AOC coordinates all of these steps into a single, reproducible pipeline. It integrates standard bioinformatic tools (such as MAFFT for alignment and FastTree for phylogenies) and automates the execution of multiple advanced evolutionary models in HyPhy. Finally, it compiles these results into interactive html reports.

What It Does#

  • Automates Data Prep: Handles quality control, cleans stop codons, performs codon-aware alignment, and infers tree topologies.
  • Runs HyPhy Analyses: Automatically executes:
    • BUSTED: To test for gene-wide positive selection.
    • MEME: To find individual sites subject to episodic diversifying selection.
    • FUBAR: To identify sites under pervasive positive or negative purifying selection.
    • RELAX: To detect relaxation or intensification of selection pressure.
  • Generates Visualizations: Creates interactive, web-based visual summaries of site-level and lineage-level selection, linking results to functional or structural hypotheses.

How to Use It#

AOC is run as a Snakemake workflow, meaning it scales from a local laptop to high-performance computing clusters:

  1. Install AOC: Clone the repository and install dependencies using Conda: bash git clone https://github.com/veg/AOC.git cd AOC conda env create -f environment.yml conda activate aoc

  2. Configure input data: Place your unaligned orthologous fasta files into a designated input folder and specify them in the config file config.yaml.

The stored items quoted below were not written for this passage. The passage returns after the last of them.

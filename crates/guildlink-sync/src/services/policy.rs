//! Role set to permission state mapping.
//!
//! Pure and total: every `(snapshot, library map)` pair maps to exactly one
//! [`PolicyDecision`], and the same inputs always give the same decision.

use std::collections::BTreeSet;

use crate::config::DEFAULT_ADMIN_ROLE;
use crate::error::SyncError;
use crate::models::{LibraryRoleMap, MembershipSnapshot, TargetPermissionState};

/// Why an identity gets no access.
#[derive(Debug, Clone, Copy, PartialEq, Eq)]
pub enum IneligibleReason {
    NotAMember,
    /// Member without any role beyond the implicit default one.
    NoEligibleRole,
}

impl From<IneligibleReason> for SyncError {
    fn from(reason: IneligibleReason) -> Self {
        match reason {
            IneligibleReason::NotAMember => SyncError::NotAMember,
            IneligibleReason::NoEligibleRole => SyncError::NoEligibleRole,
        }
    }
}

/// Outcome of evaluating the policy.
#[derive(Debug, Clone, PartialEq, Eq)]
pub enum PolicyDecision {
    /// Enable the account with exactly this state.
    Eligible(TargetPermissionState),
    /// Disable the account. No other field is asserted.
    Ineligible(IneligibleReason),
}

impl PolicyDecision {
    /// The target state this decision stands for.
    ///
    /// For an ineligible decision only `is_disabled` is meaningful.
    #[must_use]
    pub fn target_state(&self) -> TargetPermissionState {
        match self {
            PolicyDecision::Eligible(state) => state.clone(),
            PolicyDecision::Ineligible(_) => TargetPermissionState {
                is_disabled: true,
                ..TargetPermissionState::default()
            },
        }
    }

    #[must_use]
    pub fn is_eligible(&self) -> bool {
        matches!(self, PolicyDecision::Eligible(_))
    }
}

/// Permission policy.
#[derive(Debug, Clone, PartialEq, Eq)]
pub struct PermissionPolicy {
    admin_role_name: String,
}

impl Default for PermissionPolicy {
    fn default() -> Self {
        Self::new(DEFAULT_ADMIN_ROLE)
    }
}

impl PermissionPolicy {
    #[must_use]
    pub fn new(admin_role_name: impl Into<String>) -> Self {
        Self {
            admin_role_name: admin_role_name.into(),
        }
    }

    #[must_use]
    pub fn admin_role_name(&self) -> &str {
        &self.admin_role_name
    }

    /// Eligibility check that needs no library listing.
    #[must_use]
    pub fn precheck(&self, snapshot: &MembershipSnapshot) -> Option<IneligibleReason> {
        if !snapshot.is_member {
            Some(IneligibleReason::NotAMember)
        } else if snapshot.role_names.is_empty() {
            Some(IneligibleReason::NoEligibleRole)
        } else {
            None
        }
    }

    /// Compute the decision for a snapshot.
    #[must_use]
    pub fn evaluate(
        &self,
        snapshot: &MembershipSnapshot,
        libraries: &LibraryRoleMap,
    ) -> PolicyDecision {
        if let Some(reason) = self.precheck(snapshot) {
            return PolicyDecision::Ineligible(reason);
        }

        if snapshot.role_names.contains(&self.admin_role_name) {
            return PolicyDecision::Eligible(TargetPermissionState {
                is_administrator: true,
                can_delete_content: true,
                all_libraries_visible: true,
                visible_library_ids: BTreeSet::new(),
                is_disabled: false,
            });
        }

        let visible_library_ids = libraries
            .iter()
            .filter(|(name, _)| snapshot.role_names.contains(*name))
            .map(|(_, id)| id.clone())
            .collect();

        PolicyDecision::Eligible(TargetPermissionState {
            is_administrator: false,
            can_delete_content: false,
            all_libraries_visible: false,
            visible_library_ids,
            is_disabled: false,
        })
    }
}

  3. Run the pipeline: bash snakemake --cores 8 This command will automatically run alignments, trees, and all HyPhy models in parallel, outputting final reports into the results/ folder.

Key Findings & Significance#

  • Closes the Research Gap: Automating these complex analyses makes it easier for domain biologists to investigate underexplored genes rather than focusing solely on a few highly-studied biomedical targets.
  • Standardizes Selection Inference: Eliminates custom script errors and manual file conversions, ensuring high reproducibility in evolutionary studies.